Finanzminister Magnus Brunner (li) und Wiener Börse Chef Christoph Boschan

Finanzminister Magnus Brunner (li) und Wiener Börse Chef Christoph Boschan

Finanzminister Magnus Brunner will die im Jänner im trend. Interview angekündigte Abschaffung der Wertpapier-Kest so schnell wie möglich umsetzen. Statt der Steuer in Höhe von 27,5 Prozent soll die Behaltefrist wieder eingeführt werden. Der Hintergrund ist, dass die individuelle Vorsorge über Wertpapier-Investments dadurch attraktiver und günstiger werden soll. Im trend-Interview hatte Brunner bereits erklärt: "Eine steuerliche Entlastung für Investitionen in die eigene Vorsorge muss und wird kommen - und zwar mit einer Behaltefrist für Wertpapiere, um reiner Spekulation vorzubeugen. Wie lange diese genau sein wird, ist Gegenstand von Verhandlungen mit dem Koalitionspartner."

Aus der Branche werden für die Behaltefrist unterschiedliche Zeitrahmen vorgeschlagen. Die Wiener Börse plädierte in den vergangenen Jahren immer wieder für eine Behaltefrist von einem Jahr. Aus der Versicherungsbranche kam kürzlich jedoch der Vorschlag, im Hinblick auf steuerliche Erleichterungen für die Altersvorsorge eine Behaltefrist von mindestens fünf Jahren festzulegen.

Bestimmung auch für Kryptowährungen möglich

Brunner schließt zudem nicht aus, die KESt-Befreiung mit Behaltefrist auch für Kryptowährungen einzuführen. "Das ist natürlich eine Möglichkeit und wir werden das auch im Rahmen dieses Pakets besprechen." Im Hinblick auf Anlageformen für die Altersvorsorge stünden Kryptowährungen zunächst noch nicht im Fokus. "Wir werden uns jetzt mal auf das Thema Wertpapiere konzentrieren." Für junge Menschen seien Krypto-Assets jedoch durchaus ein großes Thema.

Wichtig sei für den Finanzminister vor allem, dass die Anlage in Wertpapiere attraktiver gestaltet werde. Er wolle "in die Breite kommen", das heißt für die breite Masse an Menschen Alternativen der Geldanlage finden, "weil das Sparbuch nicht mehr attraktiv ist", so Brunner. "Und wir müssen diese Alternativen auch attraktiver gestalten".

Pro & Contra

Die Pläne zur KESt-Abschaffung polarisieren jedenfalls. Unterstützung kommt von der Wirtschaftskammer (WKÖ) und vom Wirtschaftsbund. Die Wiedereinführung der Behaltefrist sei "ein wichtiger Meilenstein am Weg in eine nachhaltige Zukunft", sagte der WKÖ-Geschäftsführer der Sparte Bank und Versicherung, Franz Rudorfer.
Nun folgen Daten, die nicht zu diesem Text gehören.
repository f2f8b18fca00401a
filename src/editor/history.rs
use std::collections::VecDeque;

pub const DEFAULT_HISTORY_LIMIT: usize = 60;

#[derive(Debug, Clone, Copy, PartialEq, Eq)]
pub enum HistoryAction {
    Undo,
    Redo,
}

impl HistoryAction {
    pub const fn applied_message(self) -> &'static str {
        match self {
            Self::Undo => "undo applied",
            Self::Redo => "redo applied",
        }
    }

    pub const fn empty_message(self) -> &'static str {
        match self {
            Self::Undo => "undo stack empty",
            Self::Redo => "redo stack empty",
        }
    }
}

/// Store an undo entry was committed to, so undo can run across stores in commit order.
#[derive(Debug, Clone, Copy, PartialEq, Eq, Hash)]
pub enum HistoryDomain {
    Overrides,
    TextLines,
}

impl HistoryDomain {
    pub const fn other(self) -> Self {
        match self {
            Self::Overrides => Self::TextLines,
            Self::TextLines => Self::Overrides,
        }
    }
}

/// Bounded undo/redo stacks of full snapshots.
///
/// Callers record the state from *before* an interaction; intermediate frames of a
/// continuous gesture are never recorded.
#[derive(Debug, Clone)]
pub struct SnapshotHistory<T> {
    undo_stack: VecDeque<T>,
    redo_stack: Vec<T>,
    limit: usize,
}

impl<T: Clone + PartialEq> Default for SnapshotHistory<T> {
    fn default() -> Self {
        Self::with_limit(DEFAULT_HISTORY_LIMIT)
    }
}

impl<T: Clone + PartialEq> SnapshotHistory<T> {
    pub fn with_limit(limit: usize) -> Self {
        Self {
            undo_stack: VecDeque::new(),
            redo_stack: Vec::new(),
            limit: limit.max(1),
        }
    }

    pub fn record(&mut self, snapshot: T) {
        self.undo_stack.push_back(snapshot);
        while self.undo_stack.len() > self.limit {
            self.undo_stack.pop_front();
        }
        self.redo_stack.clear();
    }

    /// Records `pre` only if it differs from `current`. Returns whether an entry was pushed.
    pub fn record_if_changed(&mut self, pre: T, current: &T) -> bool {
        if &pre == current {
            return false;
        }
        self.record(pre);
        true
    }

    pub fn undo(&mut self, current: T) -> Option<T> {
        let snapshot = self.undo_stack.pop_back()?;
        self.redo_stack.push(current);
        Some(snapshot)
    }

    pub fn redo(&mut self, current: T) -> Option<T> {
        let snapshot = self.redo_stack.pop()?;
        self.undo_stack.push_back(current);
        while self.undo_stack.len() > self.limit {
            self.undo_stack.pop_front();
        }
        Some(snapshot)
    }

    pub fn transfer(&mut self, action: HistoryAction, current: T) -> Option<T> {
        match action {
            HistoryAction::Undo => self.undo(current),
            HistoryAction::Redo => self.redo(current),
        }
    }

    pub fn clear_redo(&mut self) {
        self.redo_stack.clear();
    }

    pub fn clear(&mut self) {
        self.undo_stack.clear();
        self.redo_stack.clear();
    }

    pub fn can_undo(&self) -> bool {
        !self.undo_stack.is_empty()
    }

    pub fn can_redo(&self) -> bool {
        !self.redo_stack.is_empty()
    }

    pub fn undo_len(&self) -> usize {
        self.undo_stack.len()
    }

    pub fn redo_len(&self) -> usize {
        self.redo_stack.len()
    }
}
//! Sparse dotted-path override leaf, patch ops and base-vs-current diffing.

mod store;

use std::borrow::Cow;
use std::collections::btree_map;
use std::collections::{BTreeMap, BTreeSet};

use serde::{Deserialize, Serialize};
use serde_json::{Map, Value};
use thiserror::Error;

pub use store::{LayerOverrideStore, OverridePaths};

const OVERRIDES_PREFIX: &str = "overrides.";

#[derive(Debug, Error, PartialEq, Eq)]
pub enum OverrideError {
    #[error("patch op has an empty path")]
    EmptyPath,
    #[error("patch op path {path:?} has an empty segment")]
    EmptySegment { path: String },
    #[error("set op for {path:?} is missing a value")]
    MissingValue { path: String },
}

pub type OverrideResult<T> = std::result::Result<T, OverrideError>;

/// Map of dotted path to JSON value. A missing key means "use the computed default".
#[derive(Debug, Clone, PartialEq, Default, Serialize, Deserialize)]
#[serde(transparent)]
pub struct OverrideLeaf(BTreeMap<String, Value>);

impl OverrideLeaf {
    pub fn new() -> Self {
        Self::default()
    }

    pub fn get(&self, path: &str) -> Option<&Value> {
        self.0.get(path)
    }

    pub fn get_f64(&self, path: &str) -> Option<f64> {
        self.get(path).and_then(Value::as_f64)
    }

    pub fn contains(&self, path: &str) -> bool {
        self.0.contains_key(path)
    }

    pub fn set(&mut self, path: impl Into<String>, value: Value) {
        self.0.insert(path.into(), value);
    }

    pub fn unset(&mut self, path: &str) -> Option<Value> {
        self.0.remove(path)
    }

    pub fn len(&self) -> usize {
        self.0.len()
    }

    pub fn is_empty(&self) -> bool {
        self.0.is_empty()
    }

    pub fn iter(&self) -> btree_map::Iter<'_, String, Value> {
        self.0.iter()
    }

    /// Expands dotted paths into nested objects for the save call.
    ///
    /// `overrides.bg_pan_zoom.zoom` becomes `{"bg_pan_zoom": {"zoom": ...}}`. When a
    /// path collides with a scalar written by a shorter path, the deeper path wins.
    pub fn expand_nested(&self) -> Value {
        let mut root = Map::new();
        for (path, value) in &self.0 {
            let trimmed = path.strip_prefix(OVERRIDES_PREFIX).unwrap_or(path);
            let mut segments = trimmed.split('.').peekable();
            let mut cursor = &mut root;
            while let Some(segment) = segments.next() {
                if segments.peek().is_none() {
                    cursor.insert(segment.to_string(), value.clone());
                    break;
                }
                let entry = cursor
                    .entry(segment.to_string())
                    .or_insert_with(|| Value::Object(Map::new()));
                if !entry.is_object() {
                    *entry = Value::Object(Map::new());
                }
                let Some(map) = entry.as_object_mut() else {
                    break;
                };
                cursor = map;
            }
        }
        Value::Object(root)
    }
}

impl FromIterator<(String, Value)> for OverrideLeaf {
    fn from_iter<I: IntoIterator<Item = (String, Value)>>(iter: I) -> Self {
        Self(iter.into_iter().collect())
    }
}

impl<'a> IntoIterator for &'a OverrideLeaf {
    type Item = (&'a String, &'a Value);
    type IntoIter = btree_map::Iter<'a, String, Value>;

    fn into_iter(self) -> Self::IntoIter {
        self.0.iter()
    }
}

/// Atomic set/unset instruction. Produced by gesture diffing and by the suggestion
/// service; both are consumed identically.
#[derive(Debug, Clone, PartialEq, Serialize, Deserialize)]
#[serde(tag = "op", rename_all = "lowercase")]
pub enum PatchOp {
    Set {
        path: String,
        #[serde(default)]
        value: Option<Value>,
        #[serde(default, skip_serializing_if = "Option::is_none")]
        reason: Option<String>,
    },
    Unset {
        path: String,
        #[serde(default, skip_serializing_if = "Option::is_none")]
        reason: Option<String>,
    },
}

impl PatchOp {
    pub fn set(path: impl Into<String>, value: Value) -> Self {
        Self::Set {
            path: path.into(),
            value: Some(value),
            reason: None,
        }
    }

    pub fn unset(path: impl Into<String>) -> Self {
        Self::Unset {
            path: path.into(),
            reason: None,
        }
    }

    pub fn path(&self) -> &str {
        match self {
            Self::Set { path, .. } | Self::Unset { path, .. } => path,
        }
    }

    pub fn reason(&self) -> Option<&str> {
        match self {
            Self::Set { reason, .. } | Self::Unset { reason, .. } => reason.as_deref(),
        }
    }

    pub fn validate(&self) -> OverrideResult<()> {
        let path = self.path();
        if path.is_empty() {
            return Err(OverrideError::EmptyPath);
        }
        if path.split('.').any(str::is_empty) {
            return Err(OverrideError::EmptySegment {
                path: path.to_string(),
            });
        }
        if let Self::Set { value: None, .. } = self {
            return Err(OverrideError::MissingValue {
                path: path.to_string(),
            });
        }
        Ok(())
    }

    fn apply_to(&self, leaf: &mut OverrideLeaf) {
        match self {
            Self::Set {
                path,
                value: Some(value),
                ..
            } => leaf.set(path.clone(), value.clone()),
            Self::Set { value: None, .. } => {}
            Self::Unset { path, .. } => {
                leaf.unset(path);
            }
        }
    }
}

/// Applies `ops` in order. Returns the input untouched (borrowed) when the result is
/// deep-equal to it so callers can skip redundant history pushes and re-renders.
pub fn apply_ops<'a>(
    leaf: &'a OverrideLeaf,
    ops: &[PatchOp],
) -> OverrideResult<Cow<'a, OverrideLeaf>> {
    for op in ops {
        op.validate()?;
    }
    let mut next = leaf.clone();
    for op in ops {
        op.apply_to(&mut next);
    }
    if &next == leaf {
        Ok(Cow::Borrowed(leaf))
    } else {
        Ok(Cow::Owned(next))
    }
}

/// Minimal ops turning `base` into `current`, ordered by path.
pub fn diff(base: &OverrideLeaf, current: &OverrideLeaf) -> Vec<PatchOp> {
    let keys: BTreeSet<&String> = base.0.keys().chain(current.0.keys()).collect();
    keys.into_iter()
        .filter_map(|path| match (base.get(path), current.get(path)) {
            (Some(before), Some(after)) if before == after => None,
            (_, Some(after)) => Some(PatchOp::set(path.clone(), after.clone())),
            (Some(_), None) => Some(PatchOp::unset(path.clone())),
            (None, None) => None,
        })
        .collect()
}

/// Whether a merge-patch value means "remove the override".
pub(crate) fn is_unset_value(value: &Value) -> bool {
    match value {
        Value::Null => true,
        Value::String(text) => text.is_empty(),
        _ => false,
    }
}

/// JSON number for a finite float; non-finite values are treated as unset.
pub(crate) fn number_value(value: f64) -> Value {
    serde_json::Number::from_f64(value)
        .map(Value::Number)
        .unwrap_or(Value::Null)
}

#[cfg(test)]
mod tests {
    use super::*;
    use serde_json::json;

    fn leaf(entries: &[(&str, Value)]) -> OverrideLeaf {
        entries
            .iter()
            .map(|(path, value)| (path.to_string(), value.clone()))
            .collect()
    }

    #[test]
    fn apply_ops_returns_borrowed_when_nothing_changes() {
        let base = leaf(&[("overrides.portrait.zoom", json!(1.2))]);
        let ops = vec![
            PatchOp::set("overrides.portrait.zoom", json!(1.2)),
            PatchOp::unset("overrides.missing"),
        ];
        let result = apply_ops(&base, &ops).expect("ops are valid");
        assert!(matches!(result, Cow::Borrowed(_)));
    }

    #[test]
    fn apply_ops_sets_and_unsets_in_order() {
        let base = leaf(&[("overrides.a", json!(1)), ("overrides.b", json!("x"))]);
        let ops = vec![
            PatchOp::set("overrides.c", json!({"nested": true})),
            PatchOp::unset("overrides.a"),
            PatchOp::set("overrides.b", json!("y")),
        ];
        let result = apply_ops(&base, &ops).expect("ops are valid").into_owned();
        assert_eq!(
            result,
            leaf(&[
                ("overrides.b", json!("y")),
                ("overrides.c", json!({"nested": true})),
            ])
        );
    }

    #[test]
    fn apply_ops_rejects_malformed_ops_without_partial_application() {
        let base = OverrideLeaf::new();
        let ops = vec![
            PatchOp::set("overrides.a", json!(1)),
            PatchOp::set("overrides..b", json!(2)),
        ];
        let err = apply_ops(&base, &ops).expect_err("empty segment should fail");
        assert_eq!(
            err,
            OverrideError::EmptySegment {
                path: "overrides..b".to_string()
            }
        );
    }

    #[test]
    fn diff_emits_set_for_changed_and_new_keys_and_unset_for_removed() {
        let base = leaf(&[
            ("overrides.keep", json!(1)),
            ("overrides.change", json!(1)),
            ("overrides.remove", json!(1)),
        ]);
        let current = leaf(&[
            ("overrides.keep", json!(1)),
            ("overrides.change", json!(2)),
            ("overrides.add", json!([1, 2])),
        ]);
        assert_eq!(
            diff(&base, &current),
            vec![
                PatchOp::set("overrides.add", json!([1, 2])),
                PatchOp::set("overrides.change", json!(2)),
                PatchOp::unset("overrides.remove"),
            ]
        );
    }

    #[test]
    fn diff_round_trips_through_apply_ops() {
        let cases = [
            (leaf(&[]), leaf(&[("overrides.x", json!(0.5))])),
            (leaf(&[("overrides.x", json!(0.5))]), leaf(&[])),
            (
                leaf(&[
                    ("overrides.x", json!(0.5)),
                    ("overrides.y", json!({"a": [1, {"b": null}]})),
                ]),
                leaf(&[
                    ("overrides.y", json!({"a": [1, {"b": 2}]})),
                    ("overrides.z", json!("text")),
                ]),
            ),
            (
                leaf(&[("overrides.same", json!(true))]),
                leaf(&[("overrides.same", json!(true))]),
            ),
        ];
        for (base, current) in cases {
            let ops = diff(&base, &current);
            let applied = apply_ops(&base, &ops).expect("diff ops are valid");
            assert_eq!(applied.as_ref(), &current);
        }
    }

    #[test]
    fn patch_op_wire_format_matches_suggestion_service() {
        let op: PatchOp = serde_json::from_value(json!({
            "op": "set",
            "path": "overrides.portrait.offset_x",
            "value": 0.1,
            "reason": "move face right"
        }))
        .expect("set op parses");
        assert_eq!(op.path(), "overrides.portrait.offset_x");
        assert_eq!(op.reason(), Some("move face right"));

        let unset = serde_json::to_value(PatchOp::unset("overrides.a")).expect("serializes");
        assert_eq!(unset, json!({"op": "unset", "path": "overrides.a"}));
    }

    #[test]
    fn set_op_without_value_is_rejected() {
        let op: PatchOp =
            serde_json::from_value(json!({"op": "set", "path": "overrides.a"})).expect("parses");
        assert_eq!(
            op.validate(),
            Err(OverrideError::MissingValue {
                path: "overrides.a".to_string()
            })
        );
    }

    #[test]
    fn expand_nested_strips_prefix_and_nests_segments() {
        let leaf = leaf(&[
            ("overrides.bg_pan_zoom.zoom", json!(1.5)),
            ("overrides.bg_pan_zoom.pan_x", json!(-0.2)),
            ("overrides.portrait.offset_y", json!(0.1)),
        ]);
        assert_eq!(
            leaf.expand_nested(),
            json!({
                "bg_pan_zoom": {"zoom": 1.5, "pan_x": -0.2},
                "portrait": {"offset_y": 0.1}
            })
        );
    }

    #[test]
    fn unset_values_include_null_and_empty_string() {
        assert!(is_unset_value(&Value::Null));
        assert!(is_unset_value(&json!("")));
        assert!(!is_unset_value(&json!(0)));
        assert!(!is_unset_value(&json!(false)));
        assert_eq!(number_value(f64::NAN), Value::Null);
    }
}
Es könnten Milliarden für eine grüne Transformation mobilisiert werden, insbesondere wenn die Maßnahme mit einer Steuerbefreiung für nachhaltige Vorsorgeprodukte ergänzt werde.
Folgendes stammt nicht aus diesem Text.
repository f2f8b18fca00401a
use super::event::SessionEvent;
use super::model::SessionPhase;
use thiserror::Error;

pub type StateResult<T> = std::result::Result<T, StateError>;

#[derive(Debug, Error)]
pub enum StateError {
    #[error("invalid session transition: from {from:?} using event {event:?}")]
    InvalidStateTransition {
        from: SessionPhase,
        event: SessionEvent,
    },
}
use crate::geometry::NormRect;

/// Guide lines shown while a text slot is snapped, in normalized stage units.
#[derive(Debug, Clone, Copy, PartialEq, Default)]
pub struct SnapGuides {
    pub vertical: Option<f64>,
    pub horizontal: Option<f64>,
}

impl SnapGuides {
    pub fn is_empty(&self) -> bool {
        self.vertical.is_none() && self.horizontal.is_none()
    }
}

#[derive(Debug, Clone, Copy, PartialEq)]
pub(crate) struct AxisSnap {
    pub(crate) offset: f64,
    pub(crate) guide: f64,
}

/// Snaps one axis of a box whose unoffset extent is `(start, end)`.
///
/// Center aligns to 0.5, start edge to 0.0 and end edge to 1.0; the closest candidate
/// within `threshold` wins. The returned offset is computed from the target directly
/// so the snapped edge lands on it exactly.
pub(crate) fn snap_axis(start: f64, end: f64, raw_offset: f64, threshold: f64) -> Option<AxisSnap> {
    let center = (start + end) / 2.0;
    [(center, 0.5), (start, 0.0), (end, 1.0)]
        .into_iter()
        .map(|(edge, target)| (target - edge, target, (edge + raw_offset - target).abs()))
        .filter(|(_, _, distance)| *distance <= threshold)
        .min_by(|a, b| a.2.total_cmp(&b.2))
        .map(|(offset, guide, _)| AxisSnap { offset, guide })
}

/// Snaps `unoffset` (placed box with zero offset) moved by `(raw_x, raw_y)`.
pub(crate) fn snap_box(
    unoffset: NormRect,
    raw_x: f64,
    raw_y: f64,
    threshold_x: f64,
    threshold_y: f64,
) -> (f64, f64, SnapGuides) {
    let x = snap_axis(unoffset.left(), unoffset.right(), raw_x, threshold_x);
    let y = snap_axis(unoffset.top(), unoffset.bottom(), raw_y, threshold_y);
    (
        x.map_or(raw_x, |snap| snap.offset),
        y.map_or(raw_y, |snap| snap.offset),
        SnapGuides {
            vertical: x.map(|snap| snap.guide),
            horizontal: y.map(|snap| snap.guide),
        },
    )
}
Auch die Industriellenvereinigung (IV) hält die Befreiung von der KESt gemeinsam mit einer Behaltefrist für "die richtige Maßnahme zur richtigen Zeit." Im Zuge der stark gestiegenen Preise und dem herrschenden Niedrigzinsumfeld brauche es Anreize für einen langfristigen Vermögensaufbau. "Jetzt muss es darum gehen, die Menschen dabei zu unterstützen, langfristig, gerade auch in ihre Altersvorsorge, zu investieren", sagte IV-Generalsekretär Christoph Neumayer.
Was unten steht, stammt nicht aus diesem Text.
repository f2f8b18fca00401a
use std::collections::BTreeSet;

use serde_json::Value;

use super::{TextLineSpec, TextLineSpecStore};
use crate::bridge::SelectionKey;
use crate::editor::overrides::{LayerOverrideStore, OverridePaths};

const LEGACY_EPSILON: f64 = 1e-9;

const LEGACY_PATHS: [&str; 3] = [
    OverridePaths::LEGACY_TEXT_OFFSET_X,
    OverridePaths::LEGACY_TEXT_OFFSET_Y,
    OverridePaths::LEGACY_TEXT_SCALE,
];

#[derive(Debug, Clone, Copy, PartialEq)]
pub enum MigrationOutcome {
    AlreadyMigrated,
    NothingToMigrate,
    /// Legacy paths existed but held identity values; they were only cleared.
    Cleared,
    Folded {
        offset_x: f64,
        offset_y: f64,
        scale: f64,
        slots: usize,
    },
}

/// One-time fold of the deprecated global text offset/scale overrides into per-slot specs.
///
/// Keyed by selection identity so a selection is never folded twice within a session,
/// regardless of how often it is reloaded.
#[derive(Debug, Clone, Default)]
pub struct LegacyTextMigration {
    migrated: BTreeSet<SelectionKey>,
}

impl LegacyTextMigration {
    pub fn is_migrated(&self, selection: &SelectionKey) -> bool {
        self.migrated.contains(selection)
    }

    pub fn migrate<'a, I>(
        &mut self,
        selection: &SelectionKey,
        slots: I,
        overrides: &mut LayerOverrideStore,
        text_lines: &mut TextLineSpecStore,
    ) -> MigrationOutcome
    where
        I: IntoIterator<Item = &'a str>,
    {
        if !self.migrated.insert(selection.clone()) {
            return MigrationOutcome::AlreadyMigrated;
        }

        let current = overrides.current();
        if !LEGACY_PATHS.iter().any(|path| current.contains(path)) {
            return MigrationOutcome::NothingToMigrate;
        }

        let offset_x = legacy_value(current.get(OverridePaths::LEGACY_TEXT_OFFSET_X), 0.0);
        let offset_y = legacy_value(current.get(OverridePaths::LEGACY_TEXT_OFFSET_Y), 0.0);
        let scale = legacy_value(current.get(OverridePaths::LEGACY_TEXT_SCALE), 1.0);
        let non_default = offset_x.abs() > LEGACY_EPSILON
            || offset_y.abs() > LEGACY_EPSILON
            || (scale - 1.0).abs() > LEGACY_EPSILON;

        let mut folded_slots = 0;
        if non_default {
            let slots: Vec<&str> = slots.into_iter().collect();
            folded_slots = slots.len();
            text_lines.update_all(slots, false, |spec| TextLineSpec {
                offset_x: spec.offset_x + offset_x,
                offset_y: spec.offset_y + offset_y,
                scale: spec.scale * scale,
                ..spec
            });
        }

        overrides.merge_patch(LEGACY_PATHS.map(|path| (path, Value::Null)), false);

        if non_default {
            tracing::info!(
                selection = %selection,
                offset_x,
                offset_y,
                scale,
                slots = folded_slots,
                "folded legacy text overrides into slot specs"
            );
            MigrationOutcome::Folded {
                offset_x,
                offset_y,
                scale,
                slots: folded_slots,
            }
        } else {
            tracing::debug!(selection = %selection, "cleared identity legacy text overrides");
            MigrationOutcome::Cleared
        }
    }
}

fn legacy_value(value: Option<&Value>, identity: f64) -> f64 {
    value
        .and_then(Value::as_f64)
        .filter(|value| value.is_finite())
        .unwrap_or(identity)
}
Die Gewerkschaft spricht sich weiterhin gegen die Maßnahme aus. Eine KESt-Befreiung für Wertpapiere sei ein "gewaltiges Steuergeschenk für die Superreichen", sagte Ingrid Reischl, Leitende Sekretärin des ÖGB. "So zu tun, als hätte eine KESt-Senkung irgendwas mit dem Kampf gegen Altersarmut oder dergleichen zu tun, ist eine besondere Chuzpe. Die große Mehrheit der Menschen im Land zahlt ohnehin keine KESt."